Because these are live and in order to increase survival rate during transit, they are required to be shipped Overnight, which adds on an additional $30 to the total.
Control Grubs and Gnats with Parasitic Nematodes
These nearly-microscopic non-segmented roundworms called nematodes live in the soil and spend their lives exploiting the larvae and/or pupae of over 200 organisms for their own gain. They are entomogenous (en-toh-MAH-jen-us), meaning they develop on or within an insect.
Nematode Information:
Popular Prey: fungus gnat larvae and many more economically important critters (just about anything they can crawl in, except other nematodes)
Life-span: roughly 8 weeks all together — assuming the wax worm larva is the host used.
Optimal Living Conditions: soil temperatures between 79-83°F for Hb with a low end of 65°F and prefer the soil, soilless medium, rockwool or other substrate, etc., to be moderately moist
Usages: Greenhouses, fields, interiorscapes, orchards and gardens. I’ve seen the successful implementation of these species in just about every conceivable situation. This includes just about every conceivable media: soil/sod, peat-lite mixes, bark products, rockwool, etc
Nematodes are extremely sensitive to UV rays (sunlight) and it can make them sterile in only 7 minutes, then kill them. For this reason, they should be applied in the evening or nighttime or light rain
You can tell your nematodes are working if the grubs are 1) dead, 2) partially deteriorated — depending on how long after initial host entry they were discovered — and/or 3) tinged orange-red
This species of nematode will bear up to 200,000 young ‘uns beginning in as little as 9 days
They are very versatile and can be applied in many ways
Nematodes will not harm people or animals, not even earthworms — they’re kin.
Can be refrigerator stored up to 3 months!
Each order contains 1 mil. (J3 sponge)
How they work:
This nematode species physically enters the host (grub, maggot, larva) and kills from within (endoparasitism). Entry is gained via the host’s mouth, anus or spiracles (breathing holes located along the sides of an insect). The Hb nematode, with its well structured and muscular, beak-containing head also has the ability to enter through the host’s soft, side-wall tissue.

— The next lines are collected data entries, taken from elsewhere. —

//! Cursor pagination state shared by the conversation and message lists.
//!
//! Replies on one connection arrive in the order their requests were sent,
//! so each reply answers the oldest request still in flight. A newer
//! initial request supersedes every request sent before it; replies to
//! superseded requests are dropped without touching the list.

use std::collections::VecDeque;

use deskline_proto::event::Cursor;

/// What a page request asked for.
#[derive(Debug, Clone, PartialEq, Eq)]
pub enum PageRequest {
    /// First page; its reply replaces the list.
    Initial,
    /// Follow-up page from `cursor`; its reply is merged.
    Next(Cursor),
}

#[derive(Debug, Clone)]
struct InFlight {
    request: PageRequest,
    superseded: bool,
}

/// Cursor, has-more flag and in-flight requests of one paged list.
#[derive(Debug, Clone, Default)]
pub struct Pager {
    in_flight: VecDeque<InFlight>,
    next_cursor: Option<Cursor>,
    has_more: bool,
}

impl Pager {
    /// Start a fresh first-page request, discarding any cursor.
    ///
    /// Always succeeds. Requests already in flight are superseded.
    pub fn begin_initial(&mut self) {
        self.supersede();
        self.in_flight.push_back(InFlight {
            request: PageRequest::Initial,
            superseded: false,
        });
    }

    /// Start a follow-up request, returning the cursor to send.
    ///
    /// Returns `None` (and changes nothing) while a live request is in
    /// flight or when there is nothing more to load.
    pub fn begin_next(&mut self) -> Option<Cursor> {
        if self.is_loading() || !self.has_more {
            return None;
        }
        let cursor = self.next_cursor.clone()?;
        self.in_flight.push_back(InFlight {
            request: PageRequest::Next(cursor.clone()),
            superseded: false,
        });
        Some(cursor)
    }

    /// Record a reply and return the request it answers.
    ///
    /// Returns `None` when the reply answers a superseded request; the
    /// caller must drop it. A reply that arrives with nothing in flight is
    /// treated as an initial page.
    pub fn finish(&mut self, next_cursor: Option<Cursor>, has_more: bool) -> Option<PageRequest> {
        let request = match self.in_flight.pop_front() {
            Some(InFlight {
                superseded: true,
                request,
            }) => {
                tracing::debug!(?request, "dropping reply to superseded page request");
                return None;
            }
            Some(InFlight { request, .. }) => request,
            None => PageRequest::Initial,
        };
        self.next_cursor = next_cursor;
        self.has_more = has_more;
        Some(request)
    }

    /// Consume a reply that belongs to another list, if the oldest request
    /// in flight was superseded. Returns whether one was consumed.
    pub fn skip_superseded(&mut self) -> bool {
        if self.in_flight.front().is_some_and(|f| f.superseded) {
            self.in_flight.pop_front();
            return true;
        }
        false
    }

    /// Supersede every request in flight and forget the cursor.
    pub fn reset(&mut self) {
        self.supersede();
    }

    /// Forget every request in flight. Used after a reconnect, when replies
    /// to requests sent on the old transport will never arrive.
    pub fn forget_in_flight(&mut self) {
        self.in_flight.clear();
    }

    fn supersede(&mut self) {
        for flight in &mut self.in_flight {
            flight.superseded = true;
        }
        self.next_cursor = None;
        self.has_more = false;
    }

    /// Whether a request that still matters is in flight.
    #[must_use]
    pub fn is_loading(&self) -> bool {
        self.in_flight.iter().any(|f| !f.superseded)
    }

    /// Whether the server reported more pages.
    #[must_use]
    pub const fn has_more(&self) -> bool {
        self.has_more
    }
}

In the case of the Hb nematode, they simply search the soil, tracking down their host, slithering along the film of moisture surrounding the medium’s particulate matter, sampling as they go.

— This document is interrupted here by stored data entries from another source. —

//! The console engine against a live in-process sandbox backend: real
//! WebSocket transport, real REST calls.

use std::sync::Arc;
use std::time::Duration;

use tokio::sync::{mpsc, watch};
use url::Url;

use deskline::api::HttpApi;
use deskline::attachment::OutgoingFile;
use deskline::config::{ReconnectConfig, SyncConfig};
use deskline::connection::ConnectionRegistry;
use deskline::engine::{Intent, Snapshot, SyncEngine};
use deskline::notify::NoticeKind;
use deskline::transport::ScopeKey;
use deskline::transport::ws::WsConnector;
use deskline_proto::conversation::{Conversation, ConversationStatus, CustomerId, Platform};
use deskline_proto::message::{DeliveryStatus, Direction, MessageKey, MessageType};
use deskline_sandbox::server::{SandboxState, start_server};

const WAIT: Duration = Duration::from_secs(10);
const PROJECT: &str = "acme";

struct Session {
    state: Arc<SandboxState>,
    addr: std::net::SocketAddr,
    registry: ConnectionRegistry<WsConnector>,
    intents: mpsc::Sender<Intent>,
    snapshots: watch::Receiver<Snapshot>,
    engine: tokio::task::JoinHandle<()>,
}

impl Session {
    /// Start a sandbox holding `conversations` named after the given
    /// customers, and a console connected to it.
    async fn start(customers: &[&str]) -> (Self, Vec<Conversation>) {
        let state = Arc::new(SandboxState::new(false));
        let mut created = Vec::new();
        for name in customers {
            created.push(
                state
                    .store
                    .create_conversation(PROJECT, Platform::Webchat, name, ConversationStatus::Active)
                    .await,
            );
        }
        let (addr, _server) = start_server("127.0.0.1:0", Arc::clone(&state)).await.unwrap();

        let ws_url = Url::parse(&format!("ws://{addr}/ws")).unwrap();
        let registry = ConnectionRegistry::new(
            WsConnector::new(ws_url, Duration::from_secs(5)),
            ReconnectConfig {
                initial_delay: Duration::from_millis(20),
                max_delay: Duration::from_millis(100),
                max_attempts: 5,
            },
        );
        let connection = registry.connect(&ScopeKey::new(PROJECT));
        let api = Arc::new(HttpApi::new(format!("http://{addr}/api")));
        let (engine, snapshots) = SyncEngine::new(connection, Arc::clone(&api), api, &SyncConfig::default());
        let (intents, intent_rx) = mpsc::channel(16);
        let engine = tokio::spawn(engine.run(intent_rx));

        let session = Self {
            state,
            addr,
            registry,
            intents,
            snapshots,
            engine,
        };
        (session, created)
    }

    async fn intent(&self, intent: Intent) {
        self.intents.send(intent).await.unwrap();
    }

    async fn until(&mut self, what: &str, pred: impl FnMut(&Snapshot) -> bool) -> Snapshot {
        tokio::time::timeout(WAIT, self.snapshots.wait_for(pred))
            .await
            .unwrap_or_else(|_| panic!("snapshot never reached: {what}"))
            .unwrap()
            .clone()
    }

    async fn shutdown(self) {
        self.intent(Intent::Shutdown).await;
        tokio::time::timeout(WAIT, self.engine).await.unwrap().unwrap();
        assert!(self.registry.disconnect(&ScopeKey::new(PROJECT)));
    }
}

#[tokio::test]
async fn conversation_lifecycle_over_websocket() {
    let (mut session, created) = Session::start(&["Ada Lovelace"]).await;
    let ada = created[0].id;

    let snapshot = session
        .until("list loaded", |s| s.connection.connected && s.conversations.len() == 1)
        .await;
    assert_eq!(snapshot.conversations[0].display_name, "Ada Lovelace");
    assert_eq!(session.state.socket_count(PROJECT).await, 1);

    session.intent(Intent::Select(Some(ada))).await;
    session
        .until("conversation open", |s| s.active == Some(ada) && !s.messages_loading)
        .await;

    // Outgoing text: pending, then confirmed by the server.
    session.intent(Intent::SendText("Hello Ada".into())).await;
    let snapshot = session
        .until("text confirmed", |s| {
            s.messages
                .iter()
                .any(|m| m.status == DeliveryStatus::Done && matches!(m.key, MessageKey::Confirmed(_)))
        })
        .await;
    assert_eq!(snapshot.messages.len(), 1);
    assert_eq!(snapshot.messages[0].content.as_deref(), Some("Hello Ada"));

    // Customer reply arrives live.
    session
        .state
        .customer_message(PROJECT, ada, "Hi! Quick question")
        .await
        .unwrap();
    let snapshot = session
        .until("reply received", |s| s.messages.len() == 2)
        .await;
    assert_eq!(snapshot.messages[1].direction, Direction::Incoming);
    assert_eq!(snapshot.messages[1].content.as_deref(), Some("Hi! Quick question"));
    assert_eq!(
        snapshot.conversations[0]
            .last_message
            .as_ref()
            .and_then(|m| m.content.as_deref()),
        Some("Hi! Quick question")
    );

    // Link, then close, over REST.
    session
        .intent(Intent::LinkCustomer {
            conversation: ada,
            customer: CustomerId::new(900),
        })
        .await;
    let snapshot = session
        .until("customer linked", |s| {
            s.notice.as_ref().is_some_and(|n| n.message == "Customer linked")
        })
        .await;
    assert_eq!(snapshot.conversations[0].customer_id, Some(CustomerId::new(900)));

    session.intent(Intent::CloseConversation(ada)).await;
    let snapshot = session
        .until("conversation closed", |s| {
            s.notice.as_ref().is_some_and(|n| n.message == "Conversation closed")
        })
        .await;
    assert_eq!(snapshot.conversations[0].status, ConversationStatus::Closed);

    // Closing twice is refused by the server and rolled back to the
    // server's state.
    session.intent(Intent::CloseConversation(ada)).await;
    let snapshot = session
        .until("second close refused", |s| {
            s.notice.as_ref().is_some_and(|n| n.kind == NoticeKind::Failure)
        })
        .await;
    assert_eq!(
        snapshot.notice.unwrap().message,
        "Conversation is already closed"
    );
    assert_eq!(snapshot.conversations[0].status, ConversationStatus::Closed);

    session.shutdown().await;
}

#[tokio::test]
async fn attachment_is_uploaded_and_announced() {
    let (mut session, created) = Session::start(&["Grace Hopper"]).await;
    let grace = created[0].id;

    session
        .until("list loaded", |s| s.conversations.len() == 1)
        .await;
    session.intent(Intent::Select(Some(grace))).await;
    session
        .until("conversation open", |s| s.active == Some(grace) && !s.messages_loading)
        .await;

    let bytes = b"quarterly numbers".to_vec();
    session
        .intent(Intent::SendAttachment(OutgoingFile::new(
            "report.txt",
            "text/plain",
            bytes.clone(),
        )))
        .await;

    let snapshot = session
        .until("attachment confirmed", |s| {
            !s.uploading && s.messages.first().is_some_and(|m| m.status == DeliveryStatus::Done)
        })
        .await;
    let message = &snapshot.messages[0];
    assert_eq!(message.message_type, MessageType::File);
    assert_eq!(
        message.attachment.as_ref().map(|a| a.file_name.as_str()),
        Some("report.txt")
    );

    let served = reqwest::get(format!("http://{}/files/u1/report.txt", session.addr))
        .await
        .unwrap();
    assert!(served.status().is_success());
    assert_eq!(served.bytes().await.unwrap().as_ref(), bytes.as_slice());

    session.shutdown().await;
}

#[tokio::test]
async fn server_disconnect_is_reported_and_recovered() {
    let (mut session, _) = Session::start(&["Alan Turing"]).await;
    session
        .until("online", |s| s.connection.connected && s.conversations.len() == 1)
        .await;

    session
        .state
        .disconnect_project(PROJECT, "maintenance")
        .await;
    let snapshot = session
        .until("disconnect noticed", |s| s.notice.is_some())
        .await;
    assert_eq!(
        snapshot.notice.unwrap().message,
        "disconnected: maintenance"
    );

    // The connection comes back on its own and the list is reloaded.
    session
        .until("reconnected", |s| s.connection.connected && s.conversations.len() == 1)
        .await;

    session.shutdown().await;
}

Once inside the host, the nematodes settle in, shed a protective cuticle, mature, and begin feeding, defecating and reproducing. In their fecal matter lives a symbiotic bacterium enjoying the perfect harmony of interdependency with the nematodes. The bacterium present in the fecal matter of Hb nematodes is Photohabdus luminescens, in the Sc’s is the bacterium strain Xenorhabdus nematophilus, in the Sf’s the bacterium is X. bovienii. All types poison the host’s blood (called septicemia), thus killing it. The nematodes don’t actually do the killing, they just make it all possible and we all reap the benefits (except the old grub that is).